The woman, Qora, hissed in irritation. “We’re not safe here. They’ll have birds in the air-”
“Last time I checked,” Gwenna said, cutting her off, “birds can’t see through forest canopy, and neither can the people who fly them. Birds are excellent, on the other hand, at spotting the bobbing heads of desperate swimmers in full daylight, so if you want to keep swimming, then by all means,” she gestured toward the bright light filtering through the seaward verge of the mangroves, “swim.”
Not the most diplomatic approach, maybe, but it had been a long night. Gwenna had only counted ten or so of the Kettral-the ones with the blacks and the birds-in the central square. As she fled through the streets, however, dragging Qora along by the elbow, then the shoulder, then the back of the neck, the bastards kept turning up, leaping out of alleyways, dropping off rooftops. Gwenna killed at least three, Qora finished off one more, but they just kept coming. It made sense, in retrospect: if you were going to burn down a whole town, you wanted to bring enough soldiers to do the job right.

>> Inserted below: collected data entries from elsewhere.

//! The storage enhancer: rehydrate at startup, debounced writes, versioned
//! migrations.

use std::sync::atomic::{AtomicBool, Ordering};
use std::sync::{Arc, Mutex};
use std::time::Duration;

use serde::{Deserialize, Serialize};
use serde_json::{json, Value};
use tokio::task::AbortHandle;

use crate::action::{Action, ActionMeta};
use crate::persist::controller::{global_registry, ControllerRegistry, PersistController};
use crate::persist::storage::Storage;
use crate::persist::REHYDRATE_TYPE;
use crate::store::{Enhancer, Store, StoreCreator};

/// The on-disk wire format. Legacy bare values are accepted and treated as
/// version 0.
#[derive(Debug, Clone, PartialEq, Serialize, Deserialize)]
pub struct PersistedRecord {
    pub version: u32,
    pub state: Value,
}

impl PersistedRecord {
    /// Parse a raw storage payload: a wrapped record, or a bare legacy
    /// value.
    pub fn parse(raw: &str) -> Option<Self> {
        let value: Value = serde_json::from_str(raw).ok()?;
        let looks_wrapped = value.get("version").is_some_and(Value::is_u64)
            && value.get("state").is_some();
        if looks_wrapped {
            serde_json::from_value(value).ok()
        } else {
            Some(Self { version: 0, state: value })
        }
    }
}

/// How rehydrated state lands in the store's preloaded state.
#[derive(Debug, Clone, Copy, PartialEq, Eq, Default)]
pub enum RehydrateStrategy {
    /// Install the persisted value as the preloaded state.
    #[default]
    Replace,
    /// Shallow-merge the persisted value over the reducer's preloaded
    /// state.
    Merge,
}

type MigrateFn = Arc<dyn Fn(Value, u32) -> Value + Send + Sync>;
type PartializeFn = Arc<dyn Fn(&Value) -> Value + Send + Sync>;

/// Configuration for [`persist_enhancer`] .
#[derive(Clone)]
pub struct PersistConfig {
    pub key: String,
    pub version: u32,
    pub storage: Arc<dyn Storage>,
    /// Trailing debounce for writes, in milliseconds; zero writes on every
    /// change.
    pub throttle_ms: u64,
    pub migrate: Option<MigrateFn>,
    pub rehydrate_strategy: RehydrateStrategy,
    pub partialize: Option<PartializeFn>,
    pub whitelist: Option<Vec<String>>,
    pub blacklist: Option<Vec<String>>,
    pub registry: Option<Arc<ControllerRegistry>>,
}

impl PersistConfig {
    pub fn new(key: impl Into<String>, storage: Arc<dyn Storage>) -> Self {
        Self {
            key: key.into(),
            version: 0,
            storage,
            throttle_ms: 0,
            migrate: None,
            rehydrate_strategy: RehydrateStrategy::default(),
            partialize: None,
            whitelist: None,
            blacklist: None,
            registry: None,
        }
    }

    pub fn with_version(mut self, version: u32) -> Self {
        self.version = version;
        self
    }

    pub fn with_throttle(mut self, throttle_ms: u64) -> Self {
        self.throttle_ms = throttle_ms;
        self
    }

    /// Reshape old persisted state; receives `(state, persisted_version)`.
    pub fn with_migrate<F>(mut self, migrate: F) -> Self
    where
        F: Fn(Value, u32) -> Value + Send + Sync + 'static,
    {
        self.migrate = Some(Arc::new(migrate));
        self
    }

    pub fn with_strategy(mut self, strategy: RehydrateStrategy) -> Self {
        self.rehydrate_strategy = strategy;
        self
    }

    /// Project the state into its storable subset.
    pub fn with_partialize<F>(mut self, partialize: F) -> Self
    where
        F: Fn(&Value) -> Value + Send + Sync + 'static,
    {
        self.partialize = Some(Arc::new(partialize));
        self
    }

    /// Persist only these top-level keys.
    pub fn with_whitelist(mut self, keys: Vec<String>) -> Self {
        self.whitelist = Some(keys);
        self
    }

    /// Persist everything but these top-level keys.
    pub fn with_blacklist(mut self, keys: Vec<String>) -> Self {
        self.blacklist = Some(keys);
        self
    }

    /// Use an isolated controller registry instead of the process-wide one.
    pub fn with_registry(mut self, registry: Arc<ControllerRegistry>) -> Self {
        self.registry = Some(registry);
        self
    }

    fn project(&self, state: &Value) -> Value {
        if let Some(partialize) = &self.partialize {
            return partialize(state);
        }
        if let Some(whitelist) = &self.whitelist {
            let mut out = serde_json::Map::new();
            if let Some(map) = state.as_object() {
                for key in whitelist {
                    if let Some(value) = map.get(key) {
                        out.insert(key.clone(), value.clone());
                    }
                }
            }
            return Value::Object(out);
        }
        if let Some(blacklist) = &self.blacklist {
            if let Some(map) = state.as_object() {
                let mut out = map.clone();
                for key in blacklist {
                    out.remove(key);
                }
                return Value::Object(out);
            }
        }
        state.clone()
    }
}

struct PersistWriter {
    config: PersistConfig,
    store: Store,
    controller: Arc<PersistController>,
    pending: Mutex<Option<AbortHandle>>,
    /// State identity changed since the last write or purge.
    dirty: AtomicBool,
    last_seen: Mutex<crate::store::StateRef>,
}

impl PersistWriter {
    /// Track state identity; control actions that change nothing must not
    /// mark the record dirty.
    fn observe_change(&self) -> bool {
        let current = self.store.get_state();
        let mut last = self
            .last_seen
            .lock()
            .unwrap_or_else(|poisoned| poisoned.into_inner());
        if Arc::ptr_eq(&current, &last) {
            return false;
        }
        *last = current;
        self.dirty.store(true, Ordering::SeqCst);
        true
    }

    fn cancel_pending(&self) {
        if let Some(task) = self
            .pending
            .lock()
            .unwrap_or_else(|poisoned| poisoned.into_inner())
            .take()
        {
            task.abort();
        }
    }

    /// Trailing debounce: each change resets the timer.
    fn schedule(self: &Arc<Self>) {
        if self.config.throttle_ms == 0 {
            self.write_now();
            return;
        }

        self.cancel_pending();
        let Ok(handle) = tokio::runtime::Handle::try_current() else {
            // No runtime for the timer; degrade to an immediate write.
            self.write_now();
            return;
        };

        let writer = self.clone();
        let task = handle.spawn(async move {
            tokio::time::sleep(Duration::from_millis(writer.config.throttle_ms)).await;
            *writer
                .pending
                .lock()
                .unwrap_or_else(|poisoned| poisoned.into_inner()) = None;
            writer.write_now();
        });
        *self
            .pending
            .lock()
            .unwrap_or_else(|poisoned| poisoned.into_inner()) = Some(task.abort_handle());
    }

    /// Write through storage if there are unpersisted changes.
    fn write_now(&self) {
        self.cancel_pending();
        if !self.dirty.swap(false, Ordering::SeqCst) {
            return;
        }
        let state = self.store.get_state();
        let projected = self.config.project(&state);
        let record = json!({"version": self.config.version, "state": projected});
        match serde_json::to_string(&record) {
            Ok(serialized) => {
                if let Err(err) = self.config.storage.set_item(&self.config.key, &serialized) {
                    tracing::warn!(key = %self.config.key, error = %err, "persist write failed");
                }
            }
            Err(err) => {
                tracing::warn!(key = %self.config.key, error = %err, "persist serialize failed");
            }
        }
    }

    fn purge(&self) {
        self.cancel_pending();
        self.dirty.store(false, Ordering::SeqCst);
        *self
            .last_seen
            .lock()
            .unwrap_or_else(|poisoned| poisoned.into_inner()) = self.store.get_state();
        if let Err(err) = self.config.storage.remove_item(&self.config.key) {
            tracing::warn!(key = %self.config.key, error = %err, "persist purge failed");
        }
    }
}

fn read_persisted(config: &PersistConfig) -> Option<PersistedRecord> {
    match config.storage.get_item(&config.key) {
        Ok(Some(raw)) => PersistedRecord::parse(&raw),
        Ok(None) => None,
        Err(err) => {
            tracing::warn!(key = %config.key, error = %err, "persist read failed");
            None
        }
    }
}

fn merge_shallow(base: Option<Value>, over: &Value) -> Value {
    match (base, over.as_object()) {
        (Some(Value::Object(mut base)), Some(over)) => {
            for (key, value) in over {
                base.insert(key.clone(), value.clone());
            }
            Value::Object(base)
        }
        _ => over.clone(),
    }
}

/// Build the persistence enhancer.
///
/// At construction: read and parse the persisted record (bare legacy
/// payloads are version 0). A version mismatch with a configured `migrate`
/// reshapes storage only — the upgraded record is written back and
/// rehydration is skipped for this session. Otherwise the persisted state
/// lands in the preloaded state per the rehydrate strategy. Either way a
/// `persist/REHYDRATE` notification is dispatched carrying the rehydrated
/// value and `{key, version}`.
///
/// After startup the store is observed and writes are debounced by
/// `throttle_ms`, skipped entirely while the controller is paused.
pub fn persist_enhancer(config: PersistConfig) -> Enhancer {
    Box::new(move |create: StoreCreator| {
        Box::new(move |reducer, preloaded| {
            let persisted = read_persisted(&config);

            let mut preloaded = preloaded;
            let mut rehydrated: Option<Value> = None;
            if let Some(record) = persisted {
                if record.version != config.version {
                    if let Some(migrate) = &config.migrate {
                        // Migration reshapes storage only; the running
                        // store keeps the reducer's preloaded state.
                        let upgraded = migrate(record.state, record.version);
                        let wrapped = json!({"version": config.version, "state": upgraded});
                        match serde_json::to_string(&wrapped) {
                            Ok(serialized) => {
                                if let Err(err) =
                                    config.storage.set_item(&config.key, &serialized)
                                {
                                    tracing::warn!(key = %config.key, error = %err, "migration write failed");
                                }
                            }
                            Err(err) => {
                                tracing::warn!(key = %config.key, error = %err, "migration serialize failed");
                            }
                        }
                    } else {
                        rehydrated = Some(record.state);
                    }
                } else {
                    rehydrated = Some(record.state);
                }
            }

            if let Some(value) = &rehydrated {
                preloaded = match config.rehydrate_strategy {
                    RehydrateStrategy::Replace => Some(value.clone()),
                    RehydrateStrategy::Merge => Some(merge_shallow(preloaded, value)),
                };
            }

            let store = create(reducer, preloaded);

            let registry = config.registry.clone().unwrap_or_else(global_registry);
            let controller = registry.controller(&config.key);

            let writer = Arc::new(PersistWriter {
                config: config.clone(),
                store: store.clone(),
                controller: controller.clone(),
                pending: Mutex::new(None),
                dirty: AtomicBool::new(false),
                last_seen: Mutex::new(store.get_state()),
            });

            {
                let writer = writer.clone();
                controller.set_flusher(move || writer.write_now());
            }
            {
                let writer = writer.clone();
                controller.set_purger(move || writer.purge());
            }

            let mut meta = ActionMeta::default();
            meta.extra.insert("key".into(), json!(config.key));
            meta.extra.insert("version".into(), json!(config.version));
            let notification = Action::new(REHYDRATE_TYPE)
                .with_payload(rehydrated.unwrap_or(Value::Null))
                .with_meta(meta);
            if let Err(err) = store.dispatch(notification) {
                tracing::warn!(key = %config.key, error = %err, "rehydrate dispatch failed");
            }

            {
                let writer = writer.clone();
                store.subscribe(move || {
                    if writer.observe_change() && !writer.controller.is_paused() {
                        writer.schedule();
                    }
                });
            }

            store
        })
    })
}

In the end, it was the night that saved them-Hull’s darkness covering their retreat. That and the tortuous trail over the ridge. Gwenna could see the path just fine in the starlight, but Qora kept tripping, lurching into the thick vines to either side. Judging from the calls and curses behind them, their pursuers were having an even tougher time-more evidence that they weren’t true Kettral, that wherever they’d scrounged up those smoke steel blades, however they’d managed to wrangle their way onto the birds, they’d never been down into Hull’s Hole, never been bitten by the slarn, never chugged that disgusting slop from inside the egg. It was an advantage. A small one, but Gwenna wasn’t in a position to be choosy.
Annick and Talal had met them at the beach in the dim hour before dawn. The leach was half carrying a young man with a head wound, the other half of Qora’s sloppily laid trap. He was pale-skinned, his shaved head a white reflection of Qora’s own. His shirt had torn away during the escape, and when he doubled over to puke, Gwenna noticed the spreading wings of a kettral tattooed across his broad shoulders.
“Jak,” Qora had gasped, lurching across the sand toward the reeling soldier, clutching his shoulders as though he were made of dirt and starting to crumble, as though she meant to hold him together with nothing more than the force of her hands. “Are you all right?”
He’d nodded unsteadily, pushing himself free of Talal. Blood sheeted his face, obscuring his features. “Looks worse than it is…”
“Can you swim?” Gwenna asked.
Jak glanced at the black, lapping waves. “Normally, yes, but…” He raised his fingers gingerly to the nasty gash across his scalp, swayed, then shuddered. “I … maybe…”
“Maybe’s not good enough,” Gwenna replied. She pointed at the cliff above. Even in the dark, their pursuers were getting close. “If you can’t swim, you’re on your own.”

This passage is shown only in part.